I have more than once received a letter demanding payment for an overdue bill. You know the drill: second notice, please remit, collection agency, credit score, don't mess with us... the usual.

 

These notices have often been justified, thanks to lapses in my online banking skills, but here I want to stress a different kind of dunning letter, the ones I get from the magazines I subscribe to. They constantly harass me with underdue bills.

 

How can a bill be underdue? Perhaps the situation is best illustrated by a conversation between a fictional mother and her daughter, a sweet young child innocent of magazine marketing techniques:


"Mommy, I just got a bill from Flea and Tick Junior, the kids' magazine I subscribed to so I can learn how to take care of doggie and grow up to be a beloved animal doctor. Didn't I just pay for that? Out of my modest allowance?"

 

"Yes, you did, dear. This is a bill for a renewal."

 

"But I thought my subscription doesn't expire for a whole year?"

 

"It doesn't, sweetheart, but magazines like to send renewal notices every month for 10 or 11 months before a subscription expires. They think that annoying us by sending 10 letters, all of which you and mommy are going to tear up until the last one, is good marketing."

 

"What's marketing, mommy?"

 

"Hmm, let's see, dear. I'd say marketing is what companies do to try to get people to like them so they will buy their things."

 

"But they're making me not like them."

 

"Also, the magazines are trying to get money out of your piggy bank sooner so they can put it into their piggy bank."

 

"Will they charge me less for next time if I send money early?"

 

"No, dear."

 

"Mommy, that's silly. You're teasing me."

 

To deal with such a marketing attack, assuming I do want to renew the magazine, I play the game of renewal chicken. As the expiration date of my subscription heaves into view, the letters become ever more urgent, from the penultimate, YOUR SUSCRIPTION IS ABOUT TO EXPIRE! DON'T TAKE THIS LIGHTLY! to the final assault, the red envelope that screams, YOUR LAST ISSUE HAS BEEN MAILED! YOU HAVE BEEN WARNED!

 

Ho hum. I'll get around to replying maybe next week. And I eventually do return the renewal form and get my next issue, which I add to the pile of unread magazines next to the couch, because who has time to keep up with reading all one's essential magazines? My principal one is Today's Manly Man. However, we also subscribe to Today's Womanly Woman, which I glance through each month to make sure my wife doesn't pass up the latest in "Recipes Your Man Will Love."

 

Then, when there's nothing on the TV, I settle onto the couch and flip through my copy of "TMM" (cool guys call Today's Manly Man by its initials), and I am subjected to another example of perverse marketing brilliance: the avalanche of loose cards that fall into my lap or flop onto my shoes. These are called blow-in cards, because they are literally blown into the magazine on puffs of air by satanic machines. The irony of these cards is that they are trying to get me to subscribe to a magazine I already subscribe to.

 

Even more annoying than the blow-in cards are the bind-in cards. These are rooted in the binding and can't fall out, and they force the magazine to fall open to pages you have no interest in seeing.
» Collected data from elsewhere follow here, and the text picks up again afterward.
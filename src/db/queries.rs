use std::str::FromStr;

use anyhow::Context;
use chrono::NaiveDateTime;
use rusqlite::{params, params_from_iter, Connection, OptionalExtension};
use rust_decimal::Decimal;

use crate::models::{
    Booking, BookingStatus, BusinessHours, Interval, PaymentStatus, Service, ServiceCategory,
    Shop, ShopSettings, Staff, StaffAvailability,
};

const TS_FORMAT: &str = "%Y-%m-%d %H:%M:%S";

pub fn fmt_ts(ts: &NaiveDateTime) -> String {
    ts.format(TS_FORMAT).to_string()
}

fn parse_ts(s: &str) -> anyhow::Result<NaiveDateTime> {
    NaiveDateTime::parse_from_str(s, TS_FORMAT).with_context(|| format!("bad timestamp: {s}"))
}

// ── Shops ──

const SHOP_COLUMNS: &str = "id, owner_id, name, address, phone, business_hours, settings, utc_offset_minutes, active, created_at, updated_at";

pub fn insert_shop(conn: &Connection, shop: &Shop) -> anyhow::Result<()> {
    conn.execute(
        &format!("INSERT INTO shops ({SHOP_COLUMNS}) VALUES (?1, ?2, ?3, ?4, ?5, ?6, ?7, ?8, ?9, ?10, ?11)"),
        params![
            shop.id,
            shop.owner_id,
            shop.name,
            shop.address,
            shop.phone,
            serde_json::to_string(&shop.business_hours)?,
            serde_json::to_string(&shop.settings)?,
            shop.utc_offset_minutes,
            shop.active,
            fmt_ts(&shop.created_at),
            fmt_ts(&shop.updated_at),
        ],
    )?;
    Ok(())
}

pub fn update_shop(conn: &Connection, shop: &Shop) -> anyhow::Result<bool> {
    let count = conn.execute(
        "UPDATE shops SET name = ?2, address = ?3, phone = ?4, business_hours = ?5, settings = ?6,
                utc_offset_minutes = ?7, active = ?8, updated_at = ?9
         WHERE id = ?1",
        params![
            shop.id,
            shop.name,
            shop.address,
            shop.phone,
            serde_json::to_string(&shop.business_hours)?,
            serde_json::to_string(&shop.settings)?,
            shop.utc_offset_minutes,
            shop.active,
            fmt_ts(&shop.updated_at),
        ],
    )?;
    Ok(count > 0)
}

pub fn get_shop(conn: &Connection, id: &str) -> anyhow::Result<Option<Shop>> {
    let result = conn
        .query_row(
            &format!("SELECT {SHOP_COLUMNS} FROM shops WHERE id = ?1"),
            params![id],
            |row| Ok(parse_shop_row(row)),
        )
        .optional()?;
    result.transpose()
}

fn parse_shop_row(row: &rusqlite::Row) -> anyhow::Result<Shop> {
    let business_hours: String = row.get(5)?;
    let settings: String = row.get(6)?;
    let created_at: String = row.get(9)?;
    let updated_at: String = row.get(10)?;

    Ok(Shop {
        id: row.get(0)?,
        owner_id: row.get(1)?,
        name: row.get(2)?,
        address: row.get(3)?,
        phone: row.get(4)?,
        business_hours: BusinessHours::from_json(&business_hours)?,
        settings: serde_json::from_str::<ShopSettings>(&settings)?,
        utc_offset_minutes: row.get(7)?,
        active: row.get(8)?,
        created_at: parse_ts(&created_at)?,
        updated_at: parse_ts(&updated_at)?,
    })
}

// ── Staff ──

const STAFF_COLUMNS: &str =
    "id, shop_id, name, phone, availability, service_ids, active, created_at, updated_at";

pub fn insert_staff(conn: &Connection, staff: &Staff) -> anyhow::Result<()> {
    conn.execute(
        &format!("INSERT INTO staff ({STAFF_COLUMNS}) VALUES (?1, ?2, ?3, ?4, ?5, ?6, ?7, ?8, ?9)"),
        params![
            staff.id,
            staff.shop_id,
            staff.name,
            staff.phone,
            serde_json::to_string(&staff.availability)?,
            serde_json::to_string(&staff.service_ids)?,
            staff.active,
            fmt_ts(&staff.created_at),
            fmt_ts(&staff.updated_at),
        ],
    )?;
    Ok(())
}

pub fn update_staff(conn: &Connection, staff: &Staff) -> anyhow::Result<bool> {
    let count = conn.execute(
        "UPDATE staff SET name = ?2, phone = ?3, availability = ?4, service_ids = ?5, active = ?6, updated_at = ?7
         WHERE id = ?1",
        params![
            staff.id,
            staff.name,
            staff.phone,
            serde_json::to_string(&staff.availability)?,
            serde_json::to_string(&staff.service_ids)?,
            staff.active,
            fmt_ts(&staff.updated_at),
        ],
    )?;
    Ok(count > 0)
}

pub fn get_staff(conn: &Connection, id: &str) -> anyhow::Result<Option<Staff>> {
    let result = conn
        .query_row(
            &format!("SELECT {STAFF_COLUMNS} FROM staff WHERE id = ?1"),
            params![id],
            |row| Ok(parse_staff_row(row)),
        )
        .optional()?;
    result.transpose()
}

pub fn list_staff_for_shop(conn: &Connection, shop_id: &str) -> anyhow::Result<Vec<Staff>> {
    let mut stmt = conn.prepare(&format!(
        "SELECT {STAFF_COLUMNS} FROM staff WHERE shop_id = ?1 AND active = 1 ORDER BY name ASC"
    ))?;
    let rows = stmt.query_map(params![shop_id], |row| Ok(parse_staff_row(row)))?;

    let mut staff = vec![];
    for row in rows {
        staff.push(row??);
    }
    Ok(staff)
}

fn parse_staff_row(row: &rusqlite::Row) -> anyhow::Result<Staff> {
    let availability: String = row.get(4)?;
    let service_ids: String = row.get(5)?;
    let created_at: String = row.get(7)?;
    let updated_at: String = row.get(8)?;

    Ok(Staff {
        id: row.get(0)?,
        shop_id: row.get(1)?,
        name: row.get(2)?,
        phone: row.get(3)?,
        availability: StaffAvailability::from_json(&availability)?,
        service_ids: serde_json::from_str(&service_ids)?,
        active: row.get(6)?,
        created_at: parse_ts(&created_at)?,
        updated_at: parse_ts(&updated_at)?,
    })
}

// ── Services ──

const SERVICE_COLUMNS: &str = "id, shop_id, name, description, category, duration_minutes, buffer_time_minutes, price, active, created_at, updated_at";

pub fn insert_service(conn: &Connection, service: &Service) -> anyhow::Result<()> {
    conn.execute(
        &format!("INSERT INTO services ({SERVICE_COLUMNS}) VALUES (?1, ?2, ?3, ?4, ?5, ?6, ?7, ?8, ?9, ?10, ?11)"),
        params![
            service.id,
            service.shop_id,
            service.name,
            service.description,
            service.category.as_str(),
            service.duration_minutes,
            service.buffer_time_minutes,
            service.price.to_string(),
            service.active,
            fmt_ts(&service.created_at),
            fmt_ts(&service.updated_at),
        ],
    )?;
    Ok(())
}

pub fn set_service_active(
    conn: &Connection,
    id: &str,
    active: bool,
    now: &NaiveDateTime,
) -> anyhow::Result<bool> {
    let count = conn.execute(
        "UPDATE services SET active = ?2, updated_at = ?3 WHERE id = ?1",
        params![id, active, fmt_ts(now)],
    )?;
    Ok(count > 0)
}

pub fn get_service(conn: &Connection, id: &str) -> anyhow::Result<Option<Service>> {
    let result = conn
        .query_row(
            &format!("SELECT {SERVICE_COLUMNS} FROM services WHERE id = ?1"),
            params![id],
            |row| Ok(parse_service_row(row)),
        )
        .optional()?;
    result.transpose()
}

pub fn list_services_for_shop(conn: &Connection, shop_id: &str) -> anyhow::Result<Vec<Service>> {
    let mut stmt = conn.prepare(&format!(
        "SELECT {SERVICE_COLUMNS} FROM services WHERE shop_id = ?1 AND active = 1 ORDER BY name ASC"
    ))?;
    let rows = stmt.query_map(params![shop_id], |row| Ok(parse_service_row(row)))?;

    let mut services = vec![];
    for row in rows {
        services.push(row??);
    }
    Ok(services)
}

fn parse_service_row(row: &rusqlite::Row) -> anyhow::Result<Service> {
    let category: String = row.get(4)?;
    let price: String = row.get(7)?;
    let created_at: String = row.get(9)?;
    let updated_at: String = row.get(10)?;

    Ok(Service {
        id: row.get(0)?,
        shop_id: row.get(1)?,
        name: row.get(2)?,
        description: row.get(3)?,
        category: ServiceCategory::parse(&category),
        duration_minutes: row.get(5)?,
        buffer_time_minutes: row.get(6)?,
        price: Decimal::from_str(&price).with_context(|| format!("bad price: {price}"))?,
        active: row.get(8)?,
        created_at: parse_ts(&created_at)?,
        updated_at: parse_ts(&updated_at)?,
    })
}

// ── Bookings ──

const BOOKING_COLUMNS: &str = "id, shop_id, staff_id, service_id, user_id, appointment_date_time, duration_minutes, buffer_minutes, status, payment_status, notes, total_amount, advance_amount, cancellation_reason, cancelled_at, created_at, updated_at";

pub fn create_booking(conn: &Connection, booking: &Booking) -> anyhow::Result<()> {
    conn.execute(
        &format!(
            "INSERT INTO bookings ({BOOKING_COLUMNS}, occupied_until)
             VALUES (?1, ?2, ?3, ?4, ?5, ?6, ?7, ?8, ?9, ?10, ?11, ?12, ?13, ?14, ?15, ?16, ?17, ?18)"
        ),
        params![
            booking.id,
            booking.shop_id,
            booking.staff_id,
            booking.service_id,
            booking.user_id,
            fmt_ts(&booking.appointment_date_time),
            booking.duration_minutes,
            booking.buffer_minutes,
            booking.status.as_str(),
            booking.payment_status.as_str(),
            booking.notes,
            booking.total_amount.to_string(),
            booking.advance_amount.to_string(),
            booking.cancellation_reason,
            booking.cancelled_at.as_ref().map(fmt_ts),
            fmt_ts(&booking.created_at),
            fmt_ts(&booking.updated_at),
            fmt_ts(&booking.interval().end),
        ],
    )?;
    Ok(())
}

/// Writes the mutable fields of `booking` only if the stored status still equals
/// `expected`. Returns false when another writer got there first.
pub fn update_booking(
    conn: &Connection,
    booking: &Booking,
    expected: BookingStatus,
) -> anyhow::Result<bool> {
    let count = conn.execute(
        "UPDATE bookings SET
            appointment_date_time = ?3, occupied_until = ?4, status = ?5, payment_status = ?6,
            cancellation_reason = ?7, cancelled_at = ?8, updated_at = ?9
         WHERE id = ?1 AND status = ?2",
        params![
            booking.id,
            expected.as_str(),
            fmt_ts(&booking.appointment_date_time),
            fmt_ts(&booking.interval().end),
            booking.status.as_str(),
            booking.payment_status.as_str(),
            booking.cancellation_reason,
            booking.cancelled_at.as_ref().map(fmt_ts),
            fmt_ts(&booking.updated_at),
        ],
    )?;
    Ok(count > 0)
}

pub fn get_booking_by_id(conn: &Connection, id: &str) -> anyhow::Result<Option<Booking>> {
    let result = conn
        .query_row(
            &format!("SELECT {BOOKING_COLUMNS} FROM bookings WHERE id = ?1"),
            params![id],
            |row| Ok(parse_booking_row(row)),
        )
        .optional()?;
    result.transpose()
}

/// Bookings of `staff_id` in one of `statuses` whose derived interval overlaps `window`.
pub fn get_overlapping_bookings(
    conn: &Connection,
    staff_id: &str,
    window: &Interval,
    statuses: &[BookingStatus],
) -> anyhow::Result<Vec<Booking>> {
    let mut values = vec![
        staff_id.to_string(),
        fmt_ts(&window.end),
        fmt_ts(&window.start),
    ];
    values.extend(statuses.iter().map(|s| s.as_str().to_string()));

    let sql = format!(
        "SELECT {BOOKING_COLUMNS} FROM bookings
         WHERE staff_id = ?1 AND appointment_date_time < ?2 AND occupied_until > ?3
           AND status IN ({})
         ORDER BY appointment_date_time ASC",
        placeholders(4, statuses.len())
    );

    let mut stmt = conn.prepare(&sql)?;
    let rows = stmt.query_map(params_from_iter(values.iter()), |row| {
        Ok(parse_booking_row(row))
    })?;

    let mut bookings = vec![];
    for row in rows {
        bookings.push(row??);
    }
    Ok(bookings)
}

/// Which column a booking listing is filtered by.
#[derive(Debug, Clone, Copy)]
pub enum BookingOwner<'a> {
    Shop(&'a str),
    Staff(&'a str),
    User(&'a str),
}

pub fn list_bookings(
    conn: &Connection,
    owner: BookingOwner<'_>,
    from: Option<&NaiveDateTime>,
    to: Option<&NaiveDateTime>,
) -> anyhow::Result<Vec<Booking>> {
    let (column, id) = match owner {
        BookingOwner::Shop(id) => ("shop_id", id),
        BookingOwner::Staff(id) => ("staff_id", id),
        BookingOwner::User(id) => ("user_id", id),
    };

    let mut sql = format!("SELECT {BOOKING_COLUMNS} FROM bookings WHERE {column} = ?1");
    let mut values = vec![id.to_string()];
    if let Some(from) = from {
        values.push(fmt_ts(from));
        sql.push_str(&format!(" AND appointment_date_time >= ?{}", values.len()));
    }
    if let Some(to) = to {
        values.push(fmt_ts(to));
        sql.push_str(&format!(" AND appointment_date_time < ?{}", values.len()));
    }
    sql.push_str(" ORDER BY appointment_date_time ASC");

    let mut stmt = conn.prepare(&sql)?;
    let rows = stmt.query_map(params_from_iter(values.iter()), |row| {
        Ok(parse_booking_row(row))
    })?;

    let mut bookings = vec![];
    for row in rows {
        bookings.push(row??);
    }
    Ok(bookings)
}

fn parse_booking_row(row: &rusqlite::Row) -> anyhow::Result<Booking> {
    let appointment: String = row.get(5)?;
    let status: String = row.get(8)?;
    let payment_status: String = row.get(9)?;
    let total_amount: String = row.get(11)?;
    let advance_amount: String = row.get(12)?;
    let cancelled_at: Option<String> = row.get(14)?;
    let created_at: String = row.get(15)?;
    let updated_at: String = row.get(16)?;

    Ok(Booking {
        id: row.get(0)?,
        shop_id: row.get(1)?,
        staff_id: row.get(2)?,
        service_id: row.get(3)?,
        user_id: row.get(4)?,
        appointment_date_time: parse_ts(&appointment)?,
        duration_minutes: row.get(6)?,
        buffer_minutes: row.get(7)?,
        status: BookingStatus::parse(&status)
            .ok_or_else(|| anyhow::anyhow!("unknown booking status: {status}"))?,
        payment_status: PaymentStatus::parse(&payment_status)
            .ok_or_else(|| anyhow::anyhow!("unknown payment status: {payment_status}"))?,
        notes: row.get(10)?,
        total_amount: Decimal::from_str(&total_amount)?,
        advance_amount: Decimal::from_str(&advance_amount)?,
        cancellation_reason: row.get(13)?,
        cancelled_at: cancelled_at.as_deref().map(parse_ts).transpose()?,
        created_at: parse_ts(&created_at)?,
        updated_at: parse_ts(&updated_at)?,
    })
}

fn placeholders(first: usize, count: usize) -> String {
    (first..first + count)
        .map(|i| format!("?{i}"))
        .collect::<Vec<_>>()
        .join(", ")
}

// ── Staff locks ──

/// Takes the lease on `staff_id` for `holder` unless a live lease is held by someone else.
pub fn try_acquire_staff_lock(
    conn: &Connection,
    staff_id: &str,
    holder: &str,
    now: &NaiveDateTime,
    expires_at: &NaiveDateTime,
) -> anyhow::Result<bool> {
    let count = conn.execute(
        "INSERT INTO staff_locks (staff_id, holder, expires_at) VALUES (?1, ?2, ?3)
         ON CONFLICT(staff_id) DO UPDATE SET holder = excluded.holder, expires_at = excluded.expires_at
         WHERE staff_locks.expires_at <= ?4",
        params![staff_id, holder, fmt_ts(expires_at), fmt_ts(now)],
    )?;
    Ok(count > 0)
}

pub fn release_staff_lock(conn: &Connection, staff_id: &str, holder: &str) -> anyhow::Result<bool> {
    let count = conn.execute(
        "DELETE FROM staff_locks WHERE staff_id = ?1 AND holder = ?2",
        params![staff_id, holder],
    )?;
    Ok(count > 0)
}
Yet, perhaps the cards that cause the most trouble are those that have been scented with some overpowering perfume. You might handle the card before tossing the magazine back on the pile and going up to bed:

 

Wife, testing air: What's that? Perfume? What's with the perfume?

 

You: It was a card! A perfumed card in a magazine!

 

Wife: A perfumed card in that stupid manly magazine of yours?

 

You: Well, actually it was in your womanly magazine. By the way, they have a great new recipe for barbecued meatloaf....

 

To deal with all the excess card baggage, you can simply flip through the new arrivals and shake or tear out every card (unread), and toss them onto the pile of junk mail to be thrown into the trash. This process is sometimes called "deboning" the magazine. True. Maybe the ultimate solution is to just cancel your magazine subscriptions and keep up with the world via the Comedy Channel.

 

Bernard Jacks lives in Marlboro.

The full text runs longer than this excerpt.